> _EXERCISE DETAILS_
Without changing anything, transcribe all of the entries.

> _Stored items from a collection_
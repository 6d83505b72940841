//! Error types for the diarisk crate

use thiserror::Error;

/// Result type alias for diarisk operations
pub type Result<T> = std::result::Result<T, DiariskError>;

/// Main error type for the diarisk crate
#[derive(Error, Debug)]
pub enum DiariskError {
    #[error("Data error: {0}")]
    DataError(String),

    #[error("Preprocessing error: {0}")]
    PreprocessingError(String),

    #[error("Training error: {0}")]
    TrainingError(String),

    #[error("Inference error: {0}")]
    InferenceError(String),

    #[error("IO error: {0}")]
    IoError(#[from] std::io::Error),

    #[error("Serialization error: {0}")]
    SerializationError(String),

    #[error("Invalid shape: expected {expected}, got {actual}")]
    ShapeError { expected: String, actual: String },

    #[error("Feature not found: {0}")]
    FeatureNotFound(String),

    #[error("Model not fitted")]
    ModelNotFitted,

    #[error("Scenario {0} is not configured: {1}")]
    NotConfigured(String, String),

    #[error("Validation error: {0}")]
    ValidationError(String),

    #[error("Invalid input: {0}")]
    InvalidInput(String),
}

impl From<polars::error::PolarsError> for DiariskError {
    fn from(err: polars::error::PolarsError) -> Self {
        DiariskError::DataError(err.to_string())
    }
}

impl From<serde_json::Error> for DiariskError {
    fn from(err: serde_json::Error) -> Self {
        DiariskError::SerializationError(err.to_string())
    }
}

impl From<ndarray::ShapeError> for DiariskError {
    fn from(err: ndarray::ShapeError) -> Self {
        DiariskError::ShapeError {
            expected: "valid shape".to_string(),
            actual: err.to_string(),
        }
    }
}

> _RESULT BELOW_
repository 6d83505b72940841
//! Error types for the diarisk crate

use thiserror::Error;

/// Result type alias for diarisk operations
pub type Result<T> = std::result::Result<T, DiariskError>;

/// Main error type for the diarisk crate
#[derive(Error, Debug)]
pub enum DiariskError {
    #[error("Data error: {0}")]
    DataError(String),

    #[error("Preprocessing error: {0}")]
    PreprocessingError(String),

    #[error("Training error: {0}")]
    TrainingError(String),

    #[error("Inference error: {0}")]
    InferenceError(String),

    #[error("IO error: {0}")]
    IoError(#[from] std::io::Error),

    #[error("Serialization error: {0}")]
    SerializationError(String),

    #[error("Invalid shape: expected {expected}, got {actual}")]
    ShapeError { expected: String, actual: String },

    #[error("Feature not found: {0}")]
    FeatureNotFound(String),

    #[error("Model not fitted")]
    ModelNotFitted,

    #[error("Scenario {0} is not configured: {1}")]
    NotConfigured(String, String),

    #[error("Validation error: {0}")]
    ValidationError(String),

    #[error("Invalid input: {0}")]
    InvalidInput(String),
}

impl From<polars::error::PolarsError> for DiariskError {
    fn from(err: polars::error::PolarsError) -> Self {
        DiariskError::DataError(err.to_string())
    }
}

impl From<serde_json::Error> for DiariskError {
    fn from(err: serde_json::Error) -> Self {
        DiariskError::SerializationError(err.to_string())
    }
}

impl From<ndarray::ShapeError> for DiariskError {
    fn from(err: ndarray::ShapeError) -> Self {
        DiariskError::ShapeError {
            expected: "valid shape".to_string(),
            actual: err.to_string(),
        }
    }
}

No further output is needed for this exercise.